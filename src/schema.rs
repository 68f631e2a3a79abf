//! JSON Schema synthesis from parameter declarations.
//!
//! The same builder serves two consumers that differ only in where shared
//! definitions live:
//!
//! - request validation, where the schema must be self-contained and
//!   definitions go under `$defs` (see [`VALIDATION_REF_PREFIX`]);
//! - the OpenAPI document, where definitions are hoisted into
//!   `components.schemas` (see [`OPENAPI_REF_PREFIX`]).

use crate::error::ConfigError;
use crate::params::{EnumType, FieldInfo, ModelSchema, ParamType};
use crate::routing::ParameterSpec;
use indexmap::IndexMap;
use serde_json::{json, Map, Value};
use std::fmt;
use std::sync::Arc;

/// `$ref` prefix for definitions embedded in a validation schema.
pub const VALIDATION_REF_PREFIX: &str = "#/$defs/";
/// `$ref` prefix for definitions published in the OpenAPI document.
pub const OPENAPI_REF_PREFIX: &str = "#/components/schemas/";

/// Accumulates named definitions while field schemas are generated.
#[derive(Debug, Clone)]
pub struct SchemaBuilder {
    ref_prefix: String,
    definitions: Map<String, Value>,
}

impl SchemaBuilder {
    pub fn new(ref_prefix: impl Into<String>) -> Self {
        Self {
            ref_prefix: ref_prefix.into(),
            definitions: Map::new(),
        }
    }

    pub fn validation() -> Self {
        Self::new(VALIDATION_REF_PREFIX)
    }

    pub fn openapi() -> Self {
        Self::new(OPENAPI_REF_PREFIX)
    }

    /// Definitions collected so far, keyed by model or enum name.
    pub fn definitions(&self) -> &Map<String, Value> {
        &self.definitions
    }

    pub fn into_definitions(self) -> Map<String, Value> {
        self.definitions
    }

    /// Schema for a bare type. Models and enums become `$ref`s and are
    /// registered as definitions on first use.
    pub fn type_schema(&mut self, ty: &ParamType) -> Value {
        match ty {
            ParamType::Array(item) => {
                let items = self.type_schema(item);
                json!({ "type": "array", "items": items })
            }
            ParamType::Enum(e) => self.enum_ref(e),
            ParamType::Model(m) => self.model_ref(m),
            other => match other.json_type() {
                Some(t) => json!({ "type": t }),
                None => json!({}),
            },
        }
    }

    /// Schema for a named field: the type schema plus documentation and
    /// constraint keywords taken from `info`.
    ///
    /// A `$ref` cannot carry sibling keywords in older OpenAPI tooling, so a
    /// reference with extras is wrapped as `allOf: [$ref]`.
    pub fn field_schema(&mut self, name: &str, ty: &ParamType, info: &FieldInfo) -> Value {
        let base = self.type_schema(ty);
        let extras = field_keywords(name, info);
        match base {
            Value::Object(map) if map.contains_key("$ref") => {
                let mut wrapped = Map::new();
                wrapped.insert("allOf".to_string(), Value::Array(vec![Value::Object(map)]));
                wrapped.extend(extras);
                Value::Object(wrapped)
            }
            Value::Object(mut map) => {
                map.extend(extras);
                Value::Object(map)
            }
            other => other,
        }
    }

    /// Object schema over `fields`, with a `required` list for fields
    /// without a default.
    pub fn object_schema<'a, I>(&mut self, title: &str, fields: I) -> Value
    where
        I: IntoIterator<Item = (&'a str, &'a ParamType, &'a FieldInfo, bool)>,
    {
        let mut properties = Map::new();
        let mut required = Vec::new();
        for (name, ty, info, is_required) in fields {
            properties.insert(name.to_string(), self.field_schema(name, ty, info));
            if is_required {
                required.push(Value::String(name.to_string()));
            }
        }
        let mut schema = Map::new();
        schema.insert("title".to_string(), Value::String(title.to_string()));
        schema.insert("type".to_string(), Value::String("object".to_string()));
        schema.insert("properties".to_string(), Value::Object(properties));
        if !required.is_empty() {
            schema.insert("required".to_string(), Value::Array(required));
        }
        Value::Object(schema)
    }

    fn reference(&self, name: &str) -> Value {
        json!({ "$ref": format!("{}{}", self.ref_prefix, name) })
    }

    fn enum_ref(&mut self, e: &EnumType) -> Value {
        if !self.definitions.contains_key(&e.name) {
            let mut def = Map::new();
            def.insert("title".to_string(), Value::String(e.name.clone()));
            def.insert("enum".to_string(), Value::Array(e.values()));
            if let Some(t) = e.json_type() {
                def.insert("type".to_string(), Value::String(t.to_string()));
            }
            self.definitions.insert(e.name.clone(), Value::Object(def));
        }
        self.reference(&e.name)
    }

    fn model_ref(&mut self, model: &Arc<ModelSchema>) -> Value {
        if !self.definitions.contains_key(&model.name) {
            // Reserve the slot first so self-referencing models terminate.
            self.definitions.insert(model.name.clone(), Value::Null);
            let mut def = self.object_schema(
                &model.name,
                model
                    .fields
                    .iter()
                    .map(|(n, f)| (f.key(n), &f.ty, &f.info, f.info.is_required())),
            );
            if let (Some(desc), Value::Object(map)) = (&model.description, &mut def) {
                map.insert("description".to_string(), Value::String(desc.clone()));
            }
            self.definitions.insert(model.name.clone(), def);
        }
        self.reference(&model.name)
    }
}

/// `page_size` becomes `Page Size`.
pub fn title_case(name: &str) -> String {
    name.split(['_', ' '])
        .filter(|w| !w.is_empty())
        .map(|w| {
            let mut chars = w.chars();
            match chars.next() {
                Some(first) => first
                    .to_uppercase()
                    .chain(chars.flat_map(char::to_lowercase))
                    .collect(),
                None => String::new(),
            }
        })
        .collect::<Vec<String>>()
        .join(" ")
}

/// JSON number for a bound, written as an integer when it has no fraction.
pub(crate) fn bound_value(bound: f64) -> Value {
    if bound.fract() == 0.0 && bound.abs() < i64::MAX as f64 {
        Value::from(bound as i64)
    } else {
        serde_json::Number::from_f64(bound)
            .map(Value::Number)
            .unwrap_or(Value::Null)
    }
}

fn field_keywords(name: &str, info: &FieldInfo) -> Map<String, Value> {
    let mut kw = Map::new();
    let title = match &info.title {
        Some(t) => t.clone(),
        None => title_case(info.alias.as_deref().unwrap_or(name)),
    };
    kw.insert("title".to_string(), Value::String(title));
    if let Some(d) = &info.description {
        kw.insert("description".to_string(), Value::String(d.clone()));
    }
    if let Some(d) = info.default.as_ref().filter(|d| !d.is_null()) {
        kw.insert("default".to_string(), d.clone());
    }
    let bounds = [
        ("exclusiveMinimum", info.gt),
        ("minimum", info.ge),
        ("exclusiveMaximum", info.lt),
        ("maximum", info.le),
    ];
    for (key, bound) in bounds {
        if let Some(b) = bound {
            kw.insert(key.to_string(), bound_value(b));
        }
    }
    if let Some(n) = info.min_length {
        kw.insert("minLength".to_string(), Value::from(n));
    }
    if let Some(n) = info.max_length {
        kw.insert("maxLength".to_string(), Value::from(n));
    }
    if let Some(p) = &info.pattern {
        kw.insert("pattern".to_string(), Value::String(p.clone()));
    }
    if let Some(e) = &info.example {
        kw.insert("example".to_string(), e.clone());
    }
    if let Some(examples) = &info.examples {
        kw.insert(
            "examples".to_string(),
            Value::Array(examples.values().cloned().collect()),
        );
    }
    if info.deprecated {
        kw.insert("deprecated".to_string(), Value::Bool(true));
    }
    kw
}

/// Compiled validation schema for one endpoint.
///
/// Properties are keyed by wire name (alias, or argument name). File uploads
/// are only checked for presence.
#[derive(Clone)]
pub struct RequestSchema {
    schema: Value,
    validator: Arc<jsonschema::Validator>,
}

impl RequestSchema {
    /// Build and compile the schema for `params`.
    ///
    /// # Errors
    ///
    /// [`ConfigError::Schema`] when `jsonschema` rejects the synthesized
    /// schema, typically because of an invalid `pattern`.
    pub fn compile(
        operation: &str,
        params: &IndexMap<String, ParameterSpec>,
    ) -> Result<Self, ConfigError> {
        let mut builder = SchemaBuilder::validation();
        let mut properties = Map::new();
        let mut required = Vec::new();
        for spec in params.values() {
            let wire = spec.wire_name();
            let prop = if spec.param.source == crate::params::ParamSource::File {
                json!({ "title": title_case(wire) })
            } else {
                builder.field_schema(wire, &spec.ty, &spec.param.info)
            };
            properties.insert(wire.to_string(), prop);
            if spec.is_required() {
                required.push(Value::String(wire.to_string()));
            }
        }
        let mut schema = Map::new();
        schema.insert("title".to_string(), Value::String(operation.to_string()));
        schema.insert("type".to_string(), Value::String("object".to_string()));
        schema.insert("properties".to_string(), Value::Object(properties));
        schema.insert("required".to_string(), Value::Array(required));
        let defs = builder.into_definitions();
        if !defs.is_empty() {
            schema.insert("$defs".to_string(), Value::Object(defs));
        }
        let schema = Value::Object(schema);

        let validator = jsonschema::validator_for(&schema).map_err(|e| ConfigError::Schema {
            operation: operation.to_string(),
            message: e.to_string(),
        })?;
        Ok(Self {
            schema,
            validator: Arc::new(validator),
        })
    }

    pub fn schema(&self) -> &Value {
        &self.schema
    }

    pub fn validator(&self) -> &jsonschema::Validator {
        &self.validator
    }
}

impl fmt::Debug for RequestSchema {
    fn fmt(&self, f: &mut fmt::Formatter<'_>) -> fmt::Result {
        f.debug_struct("RequestSchema")
            .field("schema", &self.schema)
            .finish_non_exhaustive()
    }
}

* WORK REQUEST *
Return the lines exactly as they stand, please. Start at the top of the material and finish with the line where "pub const OPENAPI_REF_PREFIX: &str" appears.

* EXERCISE ANSWER *
filename src/schema.rs
repository 68f631e2a3a79abf
//! JSON Schema synthesis from parameter declarations.
//!
//! The same builder serves two consumers that differ only in where shared
//! definitions live:
//!
//! - request validation, where the schema must be self-contained and
//!   definitions go under `$defs` (see [`VALIDATION_REF_PREFIX`]);
//! - the OpenAPI document, where definitions are hoisted into
//!   `components.schemas` (see [`OPENAPI_REF_PREFIX`]).

use crate::error::ConfigError;
use crate::params::{EnumType, FieldInfo, ModelSchema, ParamType};
use crate::routing::ParameterSpec;
use indexmap::IndexMap;
use serde_json::{json, Map, Value};
use std::fmt;
use std::sync::Arc;

/// `$ref` prefix for definitions embedded in a validation schema.
pub const VALIDATION_REF_PREFIX: &str = "#/$defs/";
/// `$ref` prefix for definitions published in the OpenAPI document.
pub const OPENAPI_REF_PREFIX: &str = "#/components/schemas/";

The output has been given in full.